||August 29–November 1, 2020
||The Met Fifth Avenue, Lila Acheson Wallace Wing,
Gallery 913 and Gallery 903
Opening August 29, 2020 at The Met Fifth Avenue, Jacob Lawrence: The American Struggle will present a striking and little-known series of paintings by the esteemed American modernist Jacob Lawrence titled Struggle: From the History of the American People (1954–56). The exhibition marks the first time in more than half a century that the powerful multi-paneled series is being reunited. The series reveals the artist’s prescient visual reckoning with the nation’s complex history through iconic and folkloric narratives.
The exhibition is made possible by the Barrie A. and Deedee Wigmore Foundation.
It is organized by the Peabody Essex Museum, Salem, Massachusetts.
Max Hollein, Director of The Met, "This exhibition celebrates one of the great modern artists through a stunning and important body of work. Jacob Lawrence’s Struggle series reflects on events in American history that were certainly poignant when they were created in the 1950s, and surely resonate today in the midst of the renewed national struggle and reckoning regarding racial justice and national identity."
Lawrence conceived Struggle as 60 tempera paintings, 12 by 16 inches, spanning subjects from European colonization to World War I. As he expressed it in a grant application, he intended to depict "the struggles of a people to create a nation and their attempt to build a democracy." In the end, Lawrence completed 30 panels—26 of which are extant today, including No. 10: Washington Crossing the Delaware, now in The Met collection—representing historical moments from 1775 through 1817— from Patrick Henry’s famous “liberty” speech to westward expansion. The angular, dynamic style of Lawrence’s imagery—compressed spatially for maximum effect—emphasize violent conflict and sacrifice. In their dynamic compositional design and vivid color scheme, the works rank among the artist’s most sophisticated, reflecting the assuredness of a mature painter and intellect.
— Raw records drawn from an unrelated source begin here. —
//! Request body extraction shared by the JSON API handlers.

use axum::{
    Form, Json,
    extract::{FromRequest, Request},
    http::header::CONTENT_TYPE,
};
use serde::de::DeserializeOwned;

use crate::Error;

/// Deserializes a request body as a URL-encoded form or as JSON, depending on
/// the `Content-Type` header.
///
/// Bodies without a form content type are read as JSON, so a missing or
/// unexpected content type produces a validation error instead of a 415.
#[derive(Debug, Clone)]
pub struct JsonOrForm<T>(pub T);

impl<T, S> FromRequest<S> for JsonOrForm<T>
where
    T: DeserializeOwned,
    S: Send + Sync,
{
    type Rejection = Error;

    async fn from_request(request: Request, state: &S) -> Result<Self, Self::Rejection> {
        let is_form = request
            .headers()
            .get(CONTENT_TYPE)
            .and_then(|value| value.to_str().ok())
            .is_some_and(|value| value.starts_with("application/x-www-form-urlencoded"));

        if is_form {
            let Form(value) = Form::<T>::from_request(request, state).await?;
            Ok(Self(value))
        } else {
            let Json(value) = Json::<T>::from_request(request, state).await?;
            Ok(Self(value))
        }
    }
}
Jacob Lawrence: The American Struggle presents the artist’s reinterpretation and reimagining of key moments in the American Revolution and the early decades of the republic. This compelling and rarely seen body of work incorporates quotations that emphasize America's early fight for independence and expansionism as well as the oft-overlooked contributions of women and people of color. Lawrence painted Struggle at the height of the Cold War and Joseph McCarthy’s “Red Scare,” when the civil rights movement was also nascent, and the events of this transformative period deeply informed the artist’s approach to the historical subjects. Lawrence’s more inclusive representation of the nation's past is no less relevant today; amid ongoing issues and debates regarding race and national identity, it resonates profoundly.
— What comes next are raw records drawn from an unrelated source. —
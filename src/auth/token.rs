//! JSON Web Tokens that authenticate API requests.

use axum::{
    extract::{FromRef, FromRequestParts, Request},
    http::request::Parts,
    middleware::Next,
    response::Response,
};
use axum_extra::{
    TypedHeader,
    headers::{Authorization, authorization::Bearer},
};
use jsonwebtoken::{DecodingKey, EncodingKey, Header, Validation, decode, encode};
use serde::{Deserialize, Serialize};
use time::{Duration, OffsetDateTime};

use crate::{Error, auth::UserId};

/// How long a token is valid for after it is issued.
pub const TOKEN_LIFETIME: Duration = Duration::hours(24);

/// The keys used to sign and verify tokens, derived from `JWT_SECRET`.
#[derive(Clone)]
pub struct JwtKeys {
    encoding: EncodingKey,
    decoding: DecodingKey,
}

impl JwtKeys {
    /// Create HS256 keys from a shared secret.
    pub fn new(secret: &str) -> Self {
        Self {
            encoding: EncodingKey::from_secret(secret.as_bytes()),
            decoding: DecodingKey::from_secret(secret.as_bytes()),
        }
    }
}

/// The contents of a JSON Web Token.
#[derive(Debug, Clone, PartialEq, Serialize, Deserialize)]
pub struct Claims {
    /// The ID of the user the token was issued to.
    pub sub: UserId,
    /// The email of the user at the time the token was issued.
    pub email: String,
    /// When the token was issued, in seconds since the Unix epoch.
    pub iat: i64,
    /// When the token expires, in seconds since the Unix epoch.
    pub exp: i64,
}

/// Issue a token for a user that is valid for [TOKEN_LIFETIME] from `now`.
///
/// # Errors
/// Returns [Error::Internal] if the token could not be signed.
pub fn encode_token(
    user_id: &UserId,
    email: &str,
    now: OffsetDateTime,
    keys: &JwtKeys,
) -> Result<String, Error> {
    let claims = Claims {
        sub: user_id.clone(),
        email: email.to_owned(),
        iat: now.unix_timestamp(),
        exp: (now + TOKEN_LIFETIME).unix_timestamp(),
    };

    encode(&Header::default(), &claims, &keys.encoding)
        .map_err(|error| Error::Internal(format!("could not create token: {error}")))
}

/// Verify the signature and expiry of `token` and return its claims.
///
/// # Errors
/// Returns [Error::InvalidToken] if the token is malformed, forged or expired.
pub fn decode_token(token: &str, keys: &JwtKeys) -> Result<Claims, Error> {
    decode::<Claims>(token, &keys.decoding, &Validation::default())
        .map(|data| data.claims)
        .map_err(|error| {
            tracing::debug!("rejected token: {error}");
            Error::InvalidToken
        })
}

impl<S> FromRequestParts<S> for Claims
where
    JwtKeys: FromRef<S>,
    S: Send + Sync,
{
    type Rejection = Error;

    async fn from_request_parts(parts: &mut Parts, state: &S) -> Result<Self, Self::Rejection> {
        let TypedHeader(Authorization(bearer)) =
            TypedHeader::<Authorization<Bearer>>::from_request_parts(parts, state)
                .await
                .map_err(|_| Error::InvalidToken)?;

        decode_token(bearer.token(), &JwtKeys::from_ref(state))
    }
}

/// Middleware that rejects requests without a valid bearer token.
///
/// The verified [Claims] are added to the request extensions.
pub async fn auth_guard(claims: Claims, mut request: Request, next: Next) -> Response {
    request.extensions_mut().insert(claims);

    next.run(request).await
}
Lawrence was a frequent visitor to The Met, in addition to being represented in the collection since 1942. To highlight that connection, four works on paper by the artist from the Museum’s collection will serve as a preamble to the exhibition in an adjacent gallery (gallery 903).
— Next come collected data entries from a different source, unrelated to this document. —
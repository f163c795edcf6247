//! Defines the endpoint for creating a new transaction.

use std::sync::Arc;

use axum::{
    Json,
    extract::State,
    http::StatusCode,
    response::{IntoResponse, Response},
};
use serde::Deserialize;

use crate::{
    Error,
    extract::JsonOrForm,
    transaction::{NewTransaction, TransactionStore, parse_instant},
};

/// The body for creating a transaction.
#[derive(Debug, Deserialize)]
pub struct TransactionForm {
    /// Positive for income, negative for an expense.
    pub amount: f64,
    /// A label grouping similar transactions.
    #[serde(default)]
    pub category: String,
    /// When the transaction happened, an RFC 3339 date-time or a `YYYY-MM-DD` date.
    pub date: String,
    /// Text detailing the transaction.
    #[serde(default)]
    pub description: String,
}

/// A route handler for creating a new transaction, responds with the stored transaction.
pub async fn create_transaction_endpoint(
    State(store): State<Arc<dyn TransactionStore>>,
    JsonOrForm(form): JsonOrForm<TransactionForm>,
) -> Result<Response, Error> {
    let transaction = NewTransaction::new(form.amount, parse_instant(&form.date)?)?
        .category(&form.category)
        .description(&form.description);

    let transaction = store.create(transaction).await?;

    Ok((StatusCode::CREATED, Json(transaction)).into_response())
}

#[cfg(test)]
mod tests {
    use axum::{Router, http::StatusCode, routing::post};
    use axum_test::TestServer;
    use serde_json::{Value, json};

    use crate::{test_utils::test_state, transaction::create_transaction_endpoint};

    fn server() -> (TestServer, crate::AppState) {
        let state = test_state(vec![]);
        let app = Router::new()
            .route("/", post(create_transaction_endpoint))
            .with_state(state.clone());

        (
            TestServer::try_new(app).expect("Could not create test server."),
            state,
        )
    }

    #[tokio::test]
    async fn creates_transaction() {
        let (server, state) = server();

        let response = server
            .post("/")
            .json(&json!({
                "amount": -45.99,
                "category": "Food",
                "date": "2025-01-15",
                "description": "Coffee",
            }))
            .await;

        response.assert_status(StatusCode::CREATED);
        let body = response.json::<Value>();
        assert_eq!(body["amount"], -45.99);
        assert_eq!(body["date"], "2025-01-15T00:00:00Z");
        assert!(body["_id"].is_string());

        let stored = state
            .transactions
            .count(&Default::default())
            .await
            .unwrap();
        assert_eq!(stored, 1);
    }

    #[tokio::test]
    async fn invalid_date_is_bad_request() {
        let (server, _) = server();

        let response = server
            .post("/")
            .json(&json!({ "amount": 10, "date": "not a date" }))
            .await;

        response.assert_status(StatusCode::BAD_REQUEST);
        response.assert_json(&json!({ "error": "could not parse \"not a date\" as a date" }));
    }

    #[tokio::test]
    async fn missing_amount_is_bad_request() {
        let (server, _) = server();

        let response = server.post("/").json(&json!({ "date": "2025-01-15" })).await;

        response.assert_status(StatusCode::BAD_REQUEST);
    }
}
Jacob Lawrence: The American Struggle is curated by Elizabeth Hutton Turner and Austen Barron Bailly are the organizing curators of Jacob Lawrence: The American Struggle and Lydia Gordon is the exhibition's coordinating curator. The presentation at The Met is co-curated by Randall Griffey, Curator in the Department of Modern and Contemporary Art, and Sylvia Yount, Lawrence A. Fleischman Curator in Charge of the American Wing.
The exhibition is accompanied by a catalogue; the multi-authored volume, featuring contributions by contemporary art historians, cultural historians, and artists, examines Lawrence’s epic American history series in diverse contexts that resonate profoundly today. Also available is the companion publication to the Jacob Lawrence: The American Struggle exhibition catalogue, American Struggle: Teens Respond to Jacob Lawrence in which a diversity of teens from across the country explore what it means to be American today in poetry, free verse, essays, and autobiographical writings.
A variety of virtual educational programs—including a panel with colleagues from the Schomburg Center for Research in Black Culture—will be offered.